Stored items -
----

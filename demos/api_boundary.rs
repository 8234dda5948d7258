//! Shows where suppression belongs: at the edge, right before an error is
//! written into a response body.
//!
//! Run with `cargo run --example api_boundary --features serde`.

use bastion_errors::{
    AppError, DbFailure, EngineError, FieldFailure, ValidationInput, definitions, from_db_error,
    from_validation_errors, sql_state,
};

/// Stand-in for an HTTP response.
struct Response {
    status: u16,
    body: String,
}

fn respond(mut err: AppError) -> Result<Response, serde_json::Error> {
    // Trust boundary: log the full error, then collapse over-detailed codes.
    eprintln!("service: {}", err.service_log());
    err.neutralize_public();

    let view = err.public_view();
    Ok(Response {
        status: view.http_status_or_500(),
        body: serde_json::to_string(&view)?,
    })
}

fn main() -> Result<(), serde_json::Error> {
    println!("--- API Boundary Example ---\n");

    let cases: Vec<(&str, AppError)> = vec![
        (
            "signup with taken email",
            from_db_error(
                Some(&DbFailure::Engine(
                    EngineError::new(sql_state::UNIQUE_VIOLATION, "duplicate key value violates unique constraint")
                        .with_constraint("users_email_key"),
                )),
                "User",
            )
            .unwrap_or_else(|| AppError::new(definitions::SERVER_ERROR, "Unknown server error", "nothing to classify")),
        ),
        (
            "deadlock during checkout",
            from_db_error(Some(&DbFailure::Engine(EngineError::new("40P01", "deadlock detected"))), "Order")
                .unwrap_or_else(|| AppError::new(definitions::SERVER_ERROR, "Unknown server error", "nothing to classify")),
        ),
        (
            "role outside allowed set",
            from_validation_errors(&ValidationInput::Fields(vec![
                FieldFailure::new("Role", "root", "oneof").with_param("admin editor viewer"),
            ])),
        ),
        (
            "two bad fields",
            from_validation_errors(&ValidationInput::Fields(vec![
                FieldFailure::new("Email", "not-an-email", "email"),
                FieldFailure::new("Age", "12", "gte").with_param("18"),
            ])),
        ),
    ];

    for (label, err) in cases {
        let response = respond(err)?;
        println!("{}:\n   HTTP {} {}\n", label, response.status, response.body);
    }

    Ok(())
}
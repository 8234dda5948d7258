//! Status code namespace - HTTP-aligned application codes with a sub-classification digit.
//!
//! A client sees `NotFound_Resource (4041)`; the HTTP layer sees `404`.
//! The trailing digit lets services distinguish failure causes without
//! inventing new HTTP statuses.
//!
//! # Band Structure
//!
//! - **4000-4009**: Bad request (client input errors)
//! - **4010-4019**: Unauthorized (authentication failures)
//! - **4030-4039**: Forbidden (access control)
//! - **4040-4049**: Not found (missing resources)
//! - **4090-4099**: Conflict (state conflicts, duplicates)
//! - **5000-5009**: Server error (internal failures)
//!
//! # Governance
//!
//! Registered codes are defined once, as const statics, in [`crate::definitions`].
//! `StatusCode::const_new` asserts band membership, so a code defined outside
//! its band fails the build.
//!
//! Unregistered values are still representable (`StatusCode::from_raw`) because
//! codes travel through serialized payloads and foreign services. They render
//! with a placeholder name and never panic.
//!
//! # Copy Semantics
//!
//! `StatusCode` and `Band` are small numeric metadata and are `Copy`. They carry
//! no sensitive data.
//!
//! # Example
//!
//! ```rust
//! use bastion_errors::{Band, StatusCode, definitions};
//!
//! let code = definitions::NOT_FOUND_RESOURCE;
//! assert_eq!(code.name(), "NotFound_Resource");
//! assert_eq!(code.band(), Some(Band::NotFound));
//! assert_eq!(code.http_status(), Some(404));
//!
//! let foreign = StatusCode::from_raw(7777);
//! assert_eq!(foreign.name(), "UnknownStatusCode-7777");
//! ```

use crate::definitions::REGISTRY;
use std::borrow::Cow;
use std::fmt;
use std::str::FromStr;

// ============================================================================
// Band (HTTP Family)
// ============================================================================

/// HTTP-aligned family a status code belongs to.
///
/// Each band owns a contiguous ten-value range. The ranges are disjoint.
#[derive(Debug, Clone, Copy, PartialEq, Eq, Hash, PartialOrd, Ord)]
pub enum Band {
    /// 4000-4009: malformed or invalid client input.
    BadRequest,
    /// 4010-4019: missing or invalid credentials.
    Unauthorized,
    /// 4030-4039: authenticated but not allowed.
    Forbidden,
    /// 4040-4049: the addressed resource does not exist.
    NotFound,
    /// 4090-4099: the request conflicts with current state.
    Conflict,
    /// 5000-5009: the service failed.
    ServerError,
}

impl Band {
    /// Every band, in ascending numeric order.
    pub const ALL: [Band; 6] = [
        Band::BadRequest,
        Band::Unauthorized,
        Band::Forbidden,
        Band::NotFound,
        Band::Conflict,
        Band::ServerError,
    ];

    /// First value of the band (inclusive).
    #[inline]
    pub const fn start(self) -> i32 {
        match self {
            Self::BadRequest => 4000,
            Self::Unauthorized => 4010,
            Self::Forbidden => 4030,
            Self::NotFound => 4040,
            Self::Conflict => 4090,
            Self::ServerError => 5000,
        }
    }

    /// Last value of the band (inclusive).
    #[inline]
    pub const fn end(self) -> i32 {
        self.start() + 9
    }

    /// Check whether a raw value lies inside this band.
    #[inline]
    pub const fn contains(self, value: i32) -> bool {
        value >= self.start() && value <= self.end()
    }

    /// HTTP status this band is aligned with.
    #[inline]
    pub const fn http_status(self) -> u16 {
        match self {
            Self::BadRequest => 400,
            Self::Unauthorized => 401,
            Self::Forbidden => 403,
            Self::NotFound => 404,
            Self::Conflict => 409,
            Self::ServerError => 500,
        }
    }

    /// Locate the band for a raw value, if any.
    pub const fn of(value: i32) -> Option<Band> {
        let mut i = 0;
        while i < Self::ALL.len() {
            if Self::ALL[i].contains(value) {
                return Some(Self::ALL[i]);
            }
            i += 1;
        }
        None
    }

    /// Static label for logs and dashboards.
    #[inline]
    pub const fn display_name(self) -> &'static str {
        match self {
            Self::BadRequest => "Bad Request",
            Self::Unauthorized => "Unauthorized",
            Self::Forbidden => "Forbidden",
            Self::NotFound => "Not Found",
            Self::Conflict => "Conflict",
            Self::ServerError => "Server Error",
        }
    }
}

impl fmt::Display for Band {
    fn fmt(&self, f: &mut fmt::Formatter<'_>) -> fmt::Result {
        f.write_str(self.display_name())
    }
}

// ============================================================================
// Status Code (Primary Identity Type)
// ============================================================================

/// Application status code.
///
/// A plain integer newtype. Registered values live in [`crate::definitions`];
/// any other value is legal but reports no name, no band membership guarantee,
/// and an `UnknownStatusCode-<n>` placeholder.
///
/// # Construction APIs
///
/// - `const_new`: for registry definitions (panics = compile error on band mismatch)
/// - `from_raw`: for values received from elsewhere (never fails)
/// - `lookup`: for runtime values that must be registered (returns Result)
#[derive(Debug, Clone, Copy, PartialEq, Eq, Hash, PartialOrd, Ord)]
pub struct StatusCode(i32);

impl StatusCode {
    /// Create a registry code, asserting that it belongs to `band`.
    ///
    /// # Panics
    ///
    /// Panics (at compile time in const contexts) if `value` lies outside `band`.
    #[inline]
    pub const fn const_new(band: Band, value: i32) -> Self {
        assert!(band.contains(value), "Status code outside of its band");
        Self(value)
    }

    /// Wrap an arbitrary integer. Unregistered values are allowed.
    #[inline]
    pub const fn from_raw(value: i32) -> Self {
        Self(value)
    }

    /// Resolve a runtime value against the registry.
    ///
    /// # Errors
    ///
    /// Returns `UnknownStatusCode` if `value` is not a registered code.
    pub fn lookup(value: i32) -> Result<Self, UnknownStatusCode> {
        let code = Self(value);
        if code.is_defined() {
            Ok(code)
        } else {
            Err(UnknownStatusCode { value })
        }
    }

    /// Raw numeric value.
    #[inline]
    pub const fn value(self) -> i32 {
        self.0
    }

    /// Registered display name, if this code is registered.
    pub const fn registered_name(self) -> Option<&'static str> {
        let mut i = 0;
        while i < REGISTRY.len() {
            if REGISTRY[i].0.0 == self.0 {
                return Some(REGISTRY[i].1);
            }
            i += 1;
        }
        None
    }

    /// Display name. Total: unregistered values yield `UnknownStatusCode-<n>`.
    ///
    /// Borrowed for registered codes, so the common path does not allocate.
    pub fn name(self) -> Cow<'static, str> {
        match self.registered_name() {
            Some(name) => Cow::Borrowed(name),
            None => Cow::Owned(format!("UnknownStatusCode-{}", self.0)),
        }
    }

    /// Check whether this code is part of the registry.
    #[inline]
    pub const fn is_defined(self) -> bool {
        self.registered_name().is_some()
    }

    /// Band containing this value, registered or not.
    #[inline]
    pub const fn band(self) -> Option<Band> {
        Band::of(self.0)
    }

    /// HTTP status for the band, if the value falls in one.
    #[inline]
    pub const fn http_status(self) -> Option<u16> {
        match self.band() {
            Some(band) => Some(band.http_status()),
            None => None,
        }
    }

    /// True for the 4xxx bands.
    #[inline]
    pub const fn is_client_error(self) -> bool {
        matches!(
            self.band(),
            Some(Band::BadRequest | Band::Unauthorized | Band::Forbidden | Band::NotFound | Band::Conflict)
        )
    }

    /// True for the 5xxx band.
    #[inline]
    pub const fn is_server_error(self) -> bool {
        matches!(self.band(), Some(Band::ServerError))
    }

    /// True if public suppression would replace this code.
    #[inline]
    pub const fn is_suppressible(self) -> bool {
        crate::suppression::suppress(self).0 != self.0
    }

    /// Iterate over every registered code in ascending order.
    pub fn all() -> impl Iterator<Item = StatusCode> {
        REGISTRY.iter().map(|(code, _)| *code)
    }
}

impl fmt::Display for StatusCode {
    /// `"<name> (<value>)"`, e.g. `"Conflict_DuplicateData (4091)"`.
    fn fmt(&self, f: &mut fmt::Formatter<'_>) -> fmt::Result {
        match self.registered_name() {
            Some(name) => write!(f, "{} ({})", name, self.0),
            None => write!(f, "UnknownStatusCode-{} ({})", self.0, self.0),
        }
    }
}

impl From<StatusCode> for i32 {
    #[inline]
    fn from(code: StatusCode) -> Self {
        code.0
    }
}

impl FromStr for StatusCode {
    type Err = ParseStatusCodeError;

    /// Parse a registered display name such as `"BadRequest_OutOfRange"`.
    fn from_str(s: &str) -> Result<Self, Self::Err> {
        REGISTRY
            .iter()
            .find(|(_, name)| *name == s)
            .map(|(code, _)| *code)
            .ok_or_else(|| ParseStatusCodeError {
                input: s.to_string(),
            })
    }
}

#[cfg(feature = "serde")]
impl serde::Serialize for StatusCode {
    fn serialize<S: serde::Serializer>(&self, serializer: S) -> Result<S::Ok, S::Error> {
        serializer.serialize_i32(self.0)
    }
}

// ============================================================================
// Lookup Errors
// ============================================================================

/// A runtime value that is not part of the registry.
#[derive(Debug, Clone, PartialEq, Eq)]
pub struct UnknownStatusCode {
    /// The rejected value.
    pub value: i32,
}

impl fmt::Display for UnknownStatusCode {
    fn fmt(&self, f: &mut fmt::Formatter<'_>) -> fmt::Result {
        write!(f, "Status code {} is not registered", self.value)
    }
}

impl std::error::Error for UnknownStatusCode {}

/// Text that does not name a registered status code.
#[derive(Debug, Clone, PartialEq, Eq)]
pub struct ParseStatusCodeError {
    input: String,
}

impl ParseStatusCodeError {
    /// The text that failed to parse.
    #[inline]
    pub fn input(&self) -> &str {
        &self.input
    }
}

impl fmt::Display for ParseStatusCodeError {
    fn fmt(&self, f: &mut fmt::Formatter<'_>) -> fmt::Result {
        write!(f, "'{}' is not a registered status code name", self.input)
    }
}

impl std::error::Error for ParseStatusCodeError {}

// ============================================================================
// Tests
// ============================================================================

#[cfg(test)]
mod tests {
    use super::*;
    use crate::definitions::*;

    // ========================================================================
    // Band Tests
    // ========================================================================

    #[test]
    fn bands_are_disjoint() {
        for (i, a) in Band::ALL.iter().enumerate() {
            for b in &Band::ALL[i + 1..] {
                assert!(a.end() < b.start(), "{:?} overlaps {:?}", a, b);
            }
        }
    }

    #[test]
    fn band_boundaries() {
        assert_eq!(Band::of(4000), Some(Band::BadRequest));
        assert_eq!(Band::of(4009), Some(Band::BadRequest));
        assert_eq!(Band::of(4010), Some(Band::Unauthorized));
        assert_eq!(Band::of(4020), None);
        assert_eq!(Band::of(4049), Some(Band::NotFound));
        assert_eq!(Band::of(4050), None);
        assert_eq!(Band::of(5009), Some(Band::ServerError));
        assert_eq!(Band::of(5010), None);
        assert_eq!(Band::of(-1), None);
    }

    #[test]
    fn band_http_alignment() {
        assert_eq!(BAD_REQUEST.http_status(), Some(400));
        assert_eq!(UNAUTHORIZED_INVALID_TOKEN.http_status(), Some(401));
        assert_eq!(FORBIDDEN_ONLY_OWNERS.http_status(), Some(403));
        assert_eq!(NOT_FOUND_RESOURCE.http_status(), Some(404));
        assert_eq!(CONFLICT_DUPLICATE_DATA.http_status(), Some(409));
        assert_eq!(SERVER_ERROR_DATABASE.http_status(), Some(500));
        assert_eq!(StatusCode::from_raw(200).http_status(), None);
    }

    // ========================================================================
    // Naming Tests
    // ========================================================================

    #[test]
    fn registered_names() {
        assert_eq!(BAD_REQUEST_MISSING_FIELD.name(), "BadRequest_MissingField");
        assert_eq!(SERVER_ERROR_SERVICE_COMMUNICATION.name(), "ServerError_ServiceCommunication");
        assert!(matches!(BAD_REQUEST.name(), Cow::Borrowed(_)));
    }

    #[test]
    fn unknown_names_encode_value() {
        assert_eq!(StatusCode::from_raw(4008).name(), "UnknownStatusCode-4008");
        assert_eq!(StatusCode::from_raw(-42).name(), "UnknownStatusCode--42");
        assert_eq!(StatusCode::from_raw(0).name(), "UnknownStatusCode-0");
    }

    #[test]
    fn display_includes_name_and_value() {
        assert_eq!(CONFLICT_DUPLICATE_DATA.to_string(), "Conflict_DuplicateData (4091)");
        assert_eq!(StatusCode::from_raw(1).to_string(), "UnknownStatusCode-1 (1)");
    }

    // ========================================================================
    // Runtime Construction Tests
    // ========================================================================

    #[test]
    fn lookup_accepts_registered_values() {
        assert_eq!(StatusCode::lookup(4041), Ok(NOT_FOUND_RESOURCE));
    }

    #[test]
    fn lookup_rejects_unregistered_values() {
        let err = StatusCode::lookup(4008).unwrap_err();
        assert_eq!(err.value, 4008);
        assert!(err.to_string().contains("4008"));
    }

    #[test]
    fn parse_round_trips_names() {
        for code in StatusCode::all() {
            let parsed: StatusCode = code.name().parse().unwrap();
            assert_eq!(parsed, code);
        }
    }

    #[test]
    fn parse_rejects_unknown_names() {
        let err = "Teapot".parse::<StatusCode>().unwrap_err();
        assert_eq!(err.input(), "Teapot");
    }

    #[test]
    fn client_server_split() {
        assert!(BAD_REQUEST.is_client_error());
        assert!(!BAD_REQUEST.is_server_error());
        assert!(SERVER_ERROR.is_server_error());
        assert!(!StatusCode::from_raw(42).is_client_error());
    }

    #[test]
    fn unregistered_value_inside_band_keeps_band() {
        let code = StatusCode::from_raw(4099);
        assert!(!code.is_defined());
        assert_eq!(code.band(), Some(Band::Conflict));
    }
}
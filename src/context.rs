//! Metadata maps and builder for [`AppError`].
//!
//! # Architecture Integration
//!
//! - `MetaData`: insertion-ordered string map used for both the public and
//!   the service half of an error
//! - `AppErrorBuilder`: fluent construction when aggregate initialization
//!   gets noisy
//!
//! # Security Properties
//!
//! Service metadata routinely carries raw driver text (constraint names, SQL
//! messages, offending values). Owned keys and values are zeroized on drop.
//! Borrowed `'static` data is assumed to be literals and is left alone.
//!
//! # Example
//!
//! ```rust
//! use bastion_errors::{AppError, definitions};
//!
//! let err = AppError::builder()
//!     .public(definitions::NOT_FOUND_RESOURCE, "Order not found")
//!     .service(definitions::NOT_FOUND_RESOURCE, "order 42 missing from shard 3")
//!     .public_meta("resourceName", "Order")
//!     .service_meta("shard", "3")
//!     .build();
//!
//! assert_eq!(err.public_metadata.get("resourceName"), Some("Order"));
//! ```

use crate::{definitions, AppError, StatusCode};
use smallvec::SmallVec;
use std::borrow::Cow;
use std::fmt;
use zeroize::Zeroize;

// ============================================================================
// Metadata Entry
// ============================================================================

/// Key-value pair with zeroization of owned data.
struct MetaEntry {
    key: Cow<'static, str>,
    value: Cow<'static, str>,
}

impl Zeroize for MetaEntry {
    fn zeroize(&mut self) {
        if let Cow::Owned(ref mut s) = self.key {
            s.zeroize();
        }
        if let Cow::Owned(ref mut s) = self.value {
            s.zeroize();
        }
    }
}

impl Drop for MetaEntry {
    fn drop(&mut self) {
        self.zeroize();
    }
}

// ============================================================================
// Metadata Map
// ============================================================================

/// String-keyed metadata with unique keys and stable insertion order.
///
/// # Capacity Choice
///
/// `SmallVec<[_; 4]>`: classifier output carries two to seven entries, and
/// lookups over a handful of keys are faster as a linear scan than hashing.
///
/// # Ordering
///
/// Iteration and rendering follow first-insertion order. Re-inserting an
/// existing key replaces the value in place and keeps its position.
///
/// # Equality
///
/// Two maps are equal when they hold the same keys with the same values,
/// regardless of order.
#[derive(Default)]
pub struct MetaData {
    entries: SmallVec<[MetaEntry; 4]>,
}

impl MetaData {
    /// Create an empty map.
    #[inline]
    pub fn new() -> Self {
        Self {
            entries: SmallVec::new(),
        }
    }

    /// Insert or replace a value.
    pub fn insert(&mut self, key: impl Into<Cow<'static, str>>, value: impl Into<Cow<'static, str>>) {
        let key = key.into();
        let value = value.into();
        match self.entries.iter_mut().find(|e| e.key == key) {
            Some(entry) => {
                if let Cow::Owned(ref mut old) = entry.value {
                    old.zeroize();
                }
                entry.value = value;
            }
            None => self.entries.push(MetaEntry { key, value }),
        }
    }

    /// Builder form of [`MetaData::insert`].
    #[inline]
    pub fn with(mut self, key: impl Into<Cow<'static, str>>, value: impl Into<Cow<'static, str>>) -> Self {
        self.insert(key, value);
        self
    }

    /// Look up a value by key.
    pub fn get(&self, key: &str) -> Option<&str> {
        self.entries
            .iter()
            .find(|e| e.key == key)
            .map(|e| e.value.as_ref())
    }

    /// Check whether `key` is present.
    #[inline]
    pub fn contains_key(&self, key: &str) -> bool {
        self.get(key).is_some()
    }

    /// Remove `key`, returning whether it was present. The removed entry is zeroized.
    pub fn remove(&mut self, key: &str) -> bool {
        match self.entries.iter().position(|e| e.key == key) {
            Some(idx) => {
                self.entries.remove(idx);
                true
            }
            None => false,
        }
    }

    /// Number of entries.
    #[inline]
    pub fn len(&self) -> usize {
        self.entries.len()
    }

    /// Check if the map is empty.
    #[inline]
    pub fn is_empty(&self) -> bool {
        self.entries.is_empty()
    }

    /// Iterate entries in insertion order.
    pub fn iter(&self) -> impl Iterator<Item = (&str, &str)> {
        self.entries.iter().map(|e| (e.key.as_ref(), e.value.as_ref()))
    }

    /// Iterate keys in insertion order.
    pub fn keys(&self) -> impl Iterator<Item = &str> {
        self.entries.iter().map(|e| e.key.as_ref())
    }

    /// Drop every entry, zeroizing owned data.
    #[inline]
    pub fn clear(&mut self) {
        self.entries.clear();
    }
}

impl Clone for MetaData {
    fn clone(&self) -> Self {
        let mut entries = SmallVec::with_capacity(self.entries.len());
        for e in &self.entries {
            entries.push(MetaEntry {
                key: e.key.clone(),
                value: e.value.clone(),
            });
        }
        Self { entries }
    }
}

impl PartialEq for MetaData {
    fn eq(&self, other: &Self) -> bool {
        self.len() == other.len() && self.iter().all(|(k, v)| other.get(k) == Some(v))
    }
}

impl Eq for MetaData {}

impl<K, V> FromIterator<(K, V)> for MetaData
where
    K: Into<Cow<'static, str>>,
    V: Into<Cow<'static, str>>,
{
    fn from_iter<I: IntoIterator<Item = (K, V)>>(iter: I) -> Self {
        let mut map = Self::new();
        map.extend(iter);
        map
    }
}

impl<K, V> Extend<(K, V)> for MetaData
where
    K: Into<Cow<'static, str>>,
    V: Into<Cow<'static, str>>,
{
    fn extend<I: IntoIterator<Item = (K, V)>>(&mut self, iter: I) {
        for (k, v) in iter {
            self.insert(k, v);
        }
    }
}

impl fmt::Display for MetaData {
    /// `{key: 'value', key: 'value'}`, or `{}` when empty.
    fn fmt(&self, f: &mut fmt::Formatter<'_>) -> fmt::Result {
        f.write_str("{")?;
        for (i, (k, v)) in self.iter().enumerate() {
            if i > 0 {
                f.write_str(", ")?;
            }
            write!(f, "{}: '{}'", k, v)?;
        }
        f.write_str("}")
    }
}

impl fmt::Debug for MetaData {
    fn fmt(&self, f: &mut fmt::Formatter<'_>) -> fmt::Result {
        f.debug_map().entries(self.iter()).finish()
    }
}

impl Zeroize for MetaData {
    fn zeroize(&mut self) {
        for entry in self.entries.iter_mut() {
            entry.zeroize();
        }
        self.entries.clear();
    }
}

#[cfg(feature = "serde")]
impl serde::Serialize for MetaData {
    fn serialize<S: serde::Serializer>(&self, serializer: S) -> Result<S::Ok, S::Error> {
        use serde::ser::SerializeMap;
        let mut map = serializer.serialize_map(Some(self.len()))?;
        for (k, v) in self.iter() {
            map.serialize_entry(k, v)?;
        }
        map.end()
    }
}

// ============================================================================
// Builder
// ============================================================================

/// Fluent builder for [`AppError`].
///
/// Both status codes should be set. `build()` falls back to `ServerError` for
/// a missing code; `try_build()` reports it instead.
#[derive(Default)]
pub struct AppErrorBuilder {
    public_status_code: Option<StatusCode>,
    service_status_code: Option<StatusCode>,
    public_message: String,
    service_message: String,
    public_metadata: MetaData,
    service_metadata: MetaData,
}

impl AppErrorBuilder {
    /// Create an empty builder.
    #[inline]
    pub fn new() -> Self {
        Self::default()
    }

    /// Set the public status code and message.
    pub fn public(mut self, code: StatusCode, message: impl Into<String>) -> Self {
        self.public_status_code = Some(code);
        self.public_message = message.into();
        self
    }

    /// Set the service status code and message.
    pub fn service(mut self, code: StatusCode, message: impl Into<String>) -> Self {
        self.service_status_code = Some(code);
        self.service_message = message.into();
        self
    }

    /// Set the same status code on both halves.
    pub fn status(mut self, code: StatusCode) -> Self {
        self.public_status_code = Some(code);
        self.service_status_code = Some(code);
        self
    }

    /// Add a public metadata entry.
    pub fn public_meta(mut self, key: impl Into<Cow<'static, str>>, value: impl Into<Cow<'static, str>>) -> Self {
        self.public_metadata.insert(key, value);
        self
    }

    /// Add a service metadata entry.
    pub fn service_meta(mut self, key: impl Into<Cow<'static, str>>, value: impl Into<Cow<'static, str>>) -> Self {
        self.service_metadata.insert(key, value);
        self
    }

    /// Add the same entry to both halves.
    pub fn shared_meta(mut self, key: &'static str, value: impl Into<Cow<'static, str>>) -> Self {
        let value = value.into();
        self.public_metadata.insert(key, value.clone());
        self.service_metadata.insert(key, value);
        self
    }

    /// Build, substituting `ServerError` for any unset code.
    pub fn build(self) -> AppError {
        let public = self.public_status_code.unwrap_or(definitions::SERVER_ERROR);
        let service = self.service_status_code.unwrap_or(definitions::SERVER_ERROR);
        self.finish(public, service)
    }

    /// Build, failing if either status code is unset.
    pub fn try_build(self) -> Result<AppError, BuilderError> {
        let public = self.public_status_code.ok_or(BuilderError::MissingPublicStatus)?;
        let service = self.service_status_code.ok_or(BuilderError::MissingServiceStatus)?;
        Ok(self.finish(public, service))
    }

    fn finish(self, public: StatusCode, service: StatusCode) -> AppError {
        AppError {
            public_status_code: public,
            service_status_code: service,
            public_message: self.public_message,
            service_message: self.service_message,
            public_metadata: self.public_metadata,
            service_metadata: self.service_metadata,
        }
    }
}

/// Reasons `AppErrorBuilder::try_build` can fail.
#[derive(Debug, Clone, Copy, PartialEq, Eq)]
pub enum BuilderError {
    /// No public status code was set.
    MissingPublicStatus,
    /// No service status code was set.
    MissingServiceStatus,
}

impl fmt::Display for BuilderError {
    fn fmt(&self, f: &mut fmt::Formatter<'_>) -> fmt::Result {
        match self {
            Self::MissingPublicStatus => f.write_str("public status code not set"),
            Self::MissingServiceStatus => f.write_str("service status code not set"),
        }
    }
}

impl std::error::Error for BuilderError {}

// ============================================================================
// Tests
// ============================================================================

#[cfg(test)]
mod tests {
    use super::*;
    use crate::definitions::*;

    #[test]
    fn insert_keeps_first_position_on_replace() {
        let mut meta = MetaData::new();
        meta.insert("a", "1");
        meta.insert("b", "2");
        meta.insert("a", "3");

        let keys: Vec<_> = meta.keys().collect();
        assert_eq!(keys, ["a", "b"]);
        assert_eq!(meta.get("a"), Some("3"));
        assert_eq!(meta.len(), 2);
    }

    #[test]
    fn display_formats() {
        assert_eq!(MetaData::new().to_string(), "{}");

        let meta = MetaData::new().with("field", "username");
        assert_eq!(meta.to_string(), "{field: 'username'}");

        let meta = MetaData::new().with("a", "1").with("b", String::from("2"));
        assert_eq!(meta.to_string(), "{a: '1', b: '2'}");
    }

    #[test]
    fn equality_ignores_order() {
        let a = MetaData::new().with("x", "1").with("y", "2");
        let b = MetaData::new().with("y", "2").with("x", "1");
        let c = MetaData::new().with("x", "1");
        assert_eq!(a, b);
        assert_ne!(a, c);
    }

    #[test]
    fn remove_and_clear() {
        let mut meta: MetaData = [("a", "1"), ("b", "2")].into_iter().collect();
        assert!(meta.remove("a"));
        assert!(!meta.remove("a"));
        assert!(!meta.contains_key("a"));
        meta.clear();
        assert!(meta.is_empty());
    }

    #[test]
    fn zeroize_empties_owned_entries() {
        let mut meta = MetaData::new().with("raw_error", String::from("secret"));
        meta.zeroize();
        assert!(meta.is_empty());
    }

    #[test]
    fn spills_past_inline_capacity() {
        let meta: MetaData = (0..10).map(|i| (format!("k{}", i), format!("v{}", i))).collect();
        assert_eq!(meta.len(), 10);
        assert_eq!(meta.get("k9"), Some("v9"));
    }

    #[test]
    fn builder_populates_all_fields() {
        let err = AppErrorBuilder::new()
            .public(BAD_REQUEST, "bad")
            .service(BAD_REQUEST_OUT_OF_RANGE, "age < 18")
            .public_meta("field", "age")
            .service_meta("value", "12")
            .build();

        assert_eq!(err.public_status_code, BAD_REQUEST);
        assert_eq!(err.service_status_code, BAD_REQUEST_OUT_OF_RANGE);
        assert_eq!(err.public_message, "bad");
        assert_eq!(err.service_message, "age < 18");
        assert_eq!(err.public_metadata.get("field"), Some("age"));
        assert_eq!(err.service_metadata.get("value"), Some("12"));
    }

    #[test]
    fn builder_defaults_missing_codes() {
        let err = AppErrorBuilder::new().build();
        assert_eq!(err.public_status_code, SERVER_ERROR);
        assert_eq!(err.service_status_code, SERVER_ERROR);
    }

    #[test]
    fn try_build_reports_missing_codes() {
        let err = AppErrorBuilder::new().try_build().unwrap_err();
        assert_eq!(err, BuilderError::MissingPublicStatus);

        let err = AppErrorBuilder::new().public(NOT_FOUND, "gone").try_build().unwrap_err();
        assert_eq!(err, BuilderError::MissingServiceStatus);
    }

    #[test]
    fn shared_meta_lands_in_both_halves() {
        let err = AppErrorBuilder::new()
            .status(CONFLICT)
            .shared_meta("resourceName", "User")
            .build();
        assert_eq!(err.public_metadata.get("resourceName"), Some("User"));
        assert_eq!(err.service_metadata.get("resourceName"), Some("User"));
    }
}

----

Required work - For the entries above, state how many lines contain the word "that". Provide the number by itself.

Output of the task - 5